PROBLEM TO WORK ON: Taking the line with "filename crates/lib/src/layer.rs" as the first and the line with "to reset layer" as the last, set down exactly every line in that range from the entries below, and no more.
DATASET RECORDS START
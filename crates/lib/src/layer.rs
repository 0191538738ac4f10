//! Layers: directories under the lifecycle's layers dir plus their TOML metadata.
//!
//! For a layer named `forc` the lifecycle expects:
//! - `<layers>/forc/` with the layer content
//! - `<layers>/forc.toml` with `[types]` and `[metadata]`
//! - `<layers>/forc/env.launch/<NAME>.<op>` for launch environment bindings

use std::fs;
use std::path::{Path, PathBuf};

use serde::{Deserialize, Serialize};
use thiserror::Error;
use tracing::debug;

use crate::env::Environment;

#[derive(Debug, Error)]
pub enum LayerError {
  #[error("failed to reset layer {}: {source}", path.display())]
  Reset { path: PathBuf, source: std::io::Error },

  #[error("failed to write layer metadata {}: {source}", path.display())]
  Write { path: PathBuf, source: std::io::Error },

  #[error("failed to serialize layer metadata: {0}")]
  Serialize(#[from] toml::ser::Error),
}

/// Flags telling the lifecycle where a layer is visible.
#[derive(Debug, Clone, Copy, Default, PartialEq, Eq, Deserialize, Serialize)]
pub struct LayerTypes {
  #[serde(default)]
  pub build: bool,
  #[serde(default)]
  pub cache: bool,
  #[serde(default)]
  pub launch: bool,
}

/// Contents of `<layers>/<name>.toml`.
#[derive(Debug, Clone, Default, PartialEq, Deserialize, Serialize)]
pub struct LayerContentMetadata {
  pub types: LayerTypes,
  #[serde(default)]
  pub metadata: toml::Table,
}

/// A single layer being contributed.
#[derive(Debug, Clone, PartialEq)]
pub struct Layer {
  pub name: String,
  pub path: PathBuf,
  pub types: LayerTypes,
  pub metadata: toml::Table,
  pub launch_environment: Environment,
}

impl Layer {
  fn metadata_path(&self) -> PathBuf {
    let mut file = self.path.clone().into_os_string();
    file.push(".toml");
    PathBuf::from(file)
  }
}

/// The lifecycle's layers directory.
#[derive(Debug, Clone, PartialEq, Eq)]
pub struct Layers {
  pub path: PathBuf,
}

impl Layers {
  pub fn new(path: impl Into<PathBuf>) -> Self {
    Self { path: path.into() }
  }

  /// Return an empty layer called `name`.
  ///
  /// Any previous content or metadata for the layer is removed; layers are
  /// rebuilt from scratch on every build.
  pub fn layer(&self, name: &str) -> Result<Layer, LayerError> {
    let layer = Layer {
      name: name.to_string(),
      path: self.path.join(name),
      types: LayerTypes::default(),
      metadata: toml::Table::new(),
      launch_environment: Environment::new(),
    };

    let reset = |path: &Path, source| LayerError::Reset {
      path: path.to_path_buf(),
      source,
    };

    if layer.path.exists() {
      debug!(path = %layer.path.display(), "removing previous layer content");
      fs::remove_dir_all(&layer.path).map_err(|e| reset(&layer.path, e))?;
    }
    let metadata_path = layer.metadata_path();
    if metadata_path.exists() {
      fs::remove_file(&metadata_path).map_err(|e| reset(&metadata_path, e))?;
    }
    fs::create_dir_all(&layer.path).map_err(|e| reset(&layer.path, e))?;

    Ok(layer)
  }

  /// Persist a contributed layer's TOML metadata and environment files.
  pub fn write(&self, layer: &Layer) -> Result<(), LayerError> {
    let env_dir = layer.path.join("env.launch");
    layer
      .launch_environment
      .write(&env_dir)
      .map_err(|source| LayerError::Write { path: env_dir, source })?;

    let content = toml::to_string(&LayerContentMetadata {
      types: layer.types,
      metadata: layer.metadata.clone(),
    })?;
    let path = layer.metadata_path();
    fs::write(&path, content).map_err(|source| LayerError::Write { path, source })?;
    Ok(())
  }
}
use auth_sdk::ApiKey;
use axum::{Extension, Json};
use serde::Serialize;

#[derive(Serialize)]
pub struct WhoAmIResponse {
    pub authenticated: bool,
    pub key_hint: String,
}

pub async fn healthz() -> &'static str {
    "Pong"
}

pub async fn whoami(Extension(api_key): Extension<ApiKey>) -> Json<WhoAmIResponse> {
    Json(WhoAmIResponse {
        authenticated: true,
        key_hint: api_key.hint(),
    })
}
DATASET RECORDS END
DATASET RECORDS START
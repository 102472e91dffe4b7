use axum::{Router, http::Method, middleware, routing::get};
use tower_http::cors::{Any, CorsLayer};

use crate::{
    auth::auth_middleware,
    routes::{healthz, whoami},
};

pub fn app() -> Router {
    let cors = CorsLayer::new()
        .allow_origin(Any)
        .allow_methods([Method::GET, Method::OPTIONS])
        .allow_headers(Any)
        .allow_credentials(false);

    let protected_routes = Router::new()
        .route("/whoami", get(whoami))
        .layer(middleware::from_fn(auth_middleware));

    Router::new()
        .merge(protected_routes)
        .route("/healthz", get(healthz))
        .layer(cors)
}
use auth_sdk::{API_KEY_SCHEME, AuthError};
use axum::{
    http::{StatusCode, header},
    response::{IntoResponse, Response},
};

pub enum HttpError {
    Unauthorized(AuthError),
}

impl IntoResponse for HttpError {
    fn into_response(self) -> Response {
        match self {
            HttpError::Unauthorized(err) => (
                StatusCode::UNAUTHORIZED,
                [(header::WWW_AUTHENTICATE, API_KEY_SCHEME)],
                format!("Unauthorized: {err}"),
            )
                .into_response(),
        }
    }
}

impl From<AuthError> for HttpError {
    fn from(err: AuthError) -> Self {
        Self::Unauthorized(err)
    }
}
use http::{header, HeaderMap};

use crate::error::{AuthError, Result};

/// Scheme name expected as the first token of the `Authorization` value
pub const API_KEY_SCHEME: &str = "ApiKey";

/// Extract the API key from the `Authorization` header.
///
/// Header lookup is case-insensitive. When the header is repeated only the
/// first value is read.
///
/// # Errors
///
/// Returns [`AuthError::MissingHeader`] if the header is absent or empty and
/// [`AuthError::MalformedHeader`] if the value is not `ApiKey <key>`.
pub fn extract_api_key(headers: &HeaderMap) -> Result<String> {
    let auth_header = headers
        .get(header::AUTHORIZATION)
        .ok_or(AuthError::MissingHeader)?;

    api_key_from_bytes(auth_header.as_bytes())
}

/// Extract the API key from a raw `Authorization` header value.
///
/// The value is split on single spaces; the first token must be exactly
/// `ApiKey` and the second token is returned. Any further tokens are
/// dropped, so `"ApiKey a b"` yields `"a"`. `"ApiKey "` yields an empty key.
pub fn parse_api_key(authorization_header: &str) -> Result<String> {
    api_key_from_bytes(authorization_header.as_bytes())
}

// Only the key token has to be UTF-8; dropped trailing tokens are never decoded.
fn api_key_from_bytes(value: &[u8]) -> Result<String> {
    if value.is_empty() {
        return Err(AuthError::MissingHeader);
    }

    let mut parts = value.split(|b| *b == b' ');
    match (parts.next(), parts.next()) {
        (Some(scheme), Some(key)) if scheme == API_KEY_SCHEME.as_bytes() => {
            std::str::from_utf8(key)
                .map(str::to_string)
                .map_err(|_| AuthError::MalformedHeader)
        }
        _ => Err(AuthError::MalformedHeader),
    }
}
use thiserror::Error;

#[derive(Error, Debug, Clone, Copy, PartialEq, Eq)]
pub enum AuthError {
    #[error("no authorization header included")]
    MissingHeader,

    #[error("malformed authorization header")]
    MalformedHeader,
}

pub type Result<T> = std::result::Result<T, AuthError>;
DATASET RECORDS END
TASK SOLUTION:
filename crates/lib/src/layer.rs
repository 0191538738ac4f10
//! Layers: directories under the lifecycle's layers dir plus their TOML metadata.
//!
//! For a layer named `forc` the lifecycle expects:
//! - `<layers>/forc/` with the layer content
//! - `<layers>/forc.toml` with `[types]` and `[metadata]`
//! - `<layers>/forc/env.launch/<NAME>.<op>` for launch environment bindings

use std::fs;
use std::path::{Path, PathBuf};

use serde::{Deserialize, Serialize};
use thiserror::Error;
use tracing::debug;

use crate::env::Environment;

#[derive(Debug, Error)]
pub enum LayerError {
  #[error("failed to reset layer {}: {source}", path.display())]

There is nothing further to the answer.